Pomysłodawcą zbudowania hełmu, który ułatwia oddychanie, jest anestezjolog dr Łukasz Wróblewski z Centralnego Szpitala Klinicznego Warszawskiego Uniwersytetu Medycznego. Z prośbą o pomoc w zaprojektowaniu i wykonaniu urządzenia lekarz zwrócił się do inżynierów z Politechniki Warszawskiej i Wojskowej Akademii Technicznej. – Zawiązaliśmy międzyuczelnianą inicjatywę. Chcieliśmy wspólnymi siłami przygotować rozwiązania, które pomogłyby w leczeniu chorych na COVID-19 – mówi mjr dr inż. Paweł Płatek z Instytutu Techniki Uzbrojenia Wydziału Mechatroniki i Lotnictwa WAT, kierujący pracami na Akademii. Oficer wyjaśnia, że tego rodzaju hełmy wspierające oddychanie produkuje się m.in. we Włoszech i Stanach Zjednoczonych, w Polsce natomiast nie były one dotychczas powszechnie używane. Ponadto w czasie epidemii koronawirusa zakup tego typu sprzętu okazał się właściwie niemożliwy. Polscy naukowcy postanowili stworzyć własną konstrukcję, opierając się na zaleceniach międzynarodowych towarzystw intensywnej terapii.
– Ta forma tlenoterapii i wsparcia oddechowego wydaje się dobrą alternatywą dla innych metod wentylacji nieinwazyjnej, zwłaszcza w razie konieczności ograniczania bezpośredniego kontaktu z potencjalnie zakaźnym powietrzem wydychanym przez pacjenta – wyjaśnia dr Łukasz Wróblewski. – W Polsce ten sposób wentylacji nieinwazyjnej nie jest szeroko rozpropagowany głównie ze względu na wysokie koszty jednorazowych hełmów. Poza tym nie mamy możliwości ich zakupu – dodaje anestezjolog.
Najważniejszą zaletą urządzenia jest możliwość dostosowania ciśnienia powietrza oraz stężenia tlenu w hełmie do potrzeb pacjenta. Regulować je mogą lekarze. – Wiemy, że w czasie leczenia może dojść do niewydolności oddechowej. Pacjentowi może więc pomóc podanie tlenu w wysokim stężeniu – wyjaśnia mjr Płatek z WAT. Podkreśla jednocześnie, że zaletą hełmu jest także to, iż zakażony koronawirusem wydycha powietrze przez filtr, zatem zmniejsza ryzyko rozprzestrzeniania się choroby i zarażenia osób, które są w jego najbliższym otoczeniu.

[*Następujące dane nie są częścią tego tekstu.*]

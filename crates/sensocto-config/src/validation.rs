// Copyright 2025 Neuraville Inc.
// SPDX-License-Identifier: Apache-2.0

//! Configuration validation
//!
//! Collects every violation before failing so an operator sees the full
//! list in one pass instead of fixing fields one at a time.

use crate::{ConfigError, ConfigResult, SensoctoConfig};

/// Validate all configuration ranges.
pub fn validate_config(config: &SensoctoConfig) -> ConfigResult<()> {
    let mut violations = Vec::new();

    check_unit_interval(&mut violations, "bio.correlation.learning_rate", config.bio.correlation.learning_rate);
    check_unit_interval(&mut violations, "bio.correlation.correlation_threshold", config.bio.correlation.correlation_threshold);
    check_unit_interval(&mut violations, "bio.predictive.hourly_smoothing", config.bio.predictive.hourly_smoothing);
    check_unit_interval(&mut violations, "bio.circadian.smoothing", config.bio.circadian.smoothing);
    check_unit_interval(&mut violations, "bio.sync.smoothing_alpha", config.bio.sync.smoothing_alpha);
    check_unit_interval(&mut violations, "bio.arbiter.demand_smoothing", config.bio.arbiter.demand_smoothing);

    if config.bio.predictive.prediction_gain <= 0.0 {
        violations.push("bio.predictive.prediction_gain must be > 0".to_string());
    }
    if config.bio.homeostasis.proportional_gain <= 0.0 {
        violations.push("bio.homeostasis.proportional_gain must be > 0".to_string());
    }
    if config.bio.homeostasis.offset_bound <= 0.0 || config.bio.homeostasis.offset_bound > 1.0 {
        violations.push("bio.homeostasis.offset_bound must be in (0, 1]".to_string());
    }
    let target_sum = config.bio.homeostasis.target_normal
        + config.bio.homeostasis.target_elevated
        + config.bio.homeostasis.target_high
        + config.bio.homeostasis.target_critical;
    if (target_sum - 1.0).abs() > 0.01 {
        violations.push(format!(
            "bio.homeostasis.target_* fractions must sum to 1.0 (got {target_sum:.3})"
        ));
    }

    if config.bio.sync.tick_interval_ms == 0 {
        violations.push("bio.sync.tick_interval_ms must be > 0".to_string());
    }
    if config.bio.sync.phase_buffer_capacity == 0 {
        violations.push("bio.sync.phase_buffer_capacity must be > 0".to_string());
    }

    for (name, value) in [
        ("bio.novelty.max_tracked_attributes", config.bio.novelty.max_tracked_attributes),
        ("bio.correlation.max_edges", config.bio.correlation.max_edges),
        ("bio.predictive.max_tracked_streams", config.bio.predictive.max_tracked_streams),
        ("bio.arbiter.max_tracked_streams", config.bio.arbiter.max_tracked_streams),
    ] {
        if value == 0 {
            violations.push(format!("{name} must be > 0"));
        }
    }

    if config.bio.circadian.peak_band <= config.bio.circadian.trough_band {
        violations.push("bio.circadian.peak_band must exceed trough_band".to_string());
    }

    if violations.is_empty() {
        Ok(())
    } else {
        Err(ConfigError::ValidationError(violations.join("; ")))
    }
}

fn check_unit_interval(violations: &mut Vec<String>, name: &str, value: f64) {
    if !(value > 0.0 && value <= 1.0) {
        violations.push(format!("{name} must be in (0, 1] (got {value})"));
    }
}

#[cfg(test)]
mod tests {
    use super::*;
    use crate::SensoctoConfig;

    #[test]
    fn test_default_config_is_valid() {
        assert!(validate_config(&SensoctoConfig::default()).is_ok());
    }

    #[test]
    fn test_out_of_range_learning_rate_rejected() {
        let mut config = SensoctoConfig::default();
        config.bio.correlation.learning_rate = 1.5;
        assert!(validate_config(&config).is_err());
    }

    #[test]
    fn test_zero_tick_interval_rejected() {
        let mut config = SensoctoConfig::default();
        config.bio.sync.tick_interval_ms = 0;
        assert!(validate_config(&config).is_err());
    }

    #[test]
    fn test_all_violations_reported_together() {
        let mut config = SensoctoConfig::default();
        config.bio.correlation.learning_rate = 0.0;
        config.bio.sync.tick_interval_ms = 0;
        let err = validate_config(&config).unwrap_err();
        let message = err.to_string();
        assert!(message.contains("learning_rate"));
        assert!(message.contains("tick_interval_ms"));
    }
}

Prace nad hełmem trwają niespełna miesiąc. W tym czasie inżynierom z WAT i Politechniki udało się stworzyć już kilka modeli urządzenia. – Naszym zadaniem było opracowanie wszelkiej armatury do hełmu, tak by można go było podłączyć do standardowych, używanych w szpitalach urządzeń medycznych – wyjaśnia mjr Płatek. Inżynier podkreśla, że nad projektem pracują także specjaliści z Instytutu Robotów i Konstrukcji Maszyn Wydziału Inżynierii Mechanicznej WAT. Naukowcy opracowali i wykonali kilka wariantów zespołów części doprowadzających powietrze do hełmu i odprowadzających je z niego, wykorzystując do tego celu tzw. druk 3D. Podobnej techniku wcześniej używano do wyprodukowania przyłbic ochronnych, które WAT przekazywał placówkom służby zdrowia.
Inżynierowie z Politechniki Warszawskiej oraz pracownicy stołecznej Akademii Sztuk Pięknych odpowiedzialni są za dobór odpowiednich materiałów do wykonania hełmu. W projekt zaangażowała się także polska firma WATS z Bujakowa, która nieodpłatnie wykonała modele testowe.
Pierwsze egzemplarze hełmów wspierających pacjentów niewydolnych oddechowo są teraz testowane przez lekarzy i studentów Warszawskiego Uniwersytetu Medycznego. – Musimy zweryfikować, czy zaproponowane przez nas rozwiązania się sprawdzają. Lekarze ocenią stężenie dwutlenku węgla wewnątrz hełmu oraz wskażą potencjalne niedogodności, jakie mogą doskwierać pacjentowi, np. szum czy wilgotność powietrza wewnątrz hełmu – opisuje mjr Płatek. Naukowcy na bieżąco wprowadzają poprawki zgłaszane przez lekarzy. Starają się także uzyskać dofinansowanie projektu badawczego, bo dotąd wszystkie prace wykonywali w formie wolontariatu.
Gdy hełm będzie gotowy i przejdzie certyfikacje medyczne, ma szansę trafić do szpitali, gdzie leczeni są pacjenci z niewydolnością oddechową.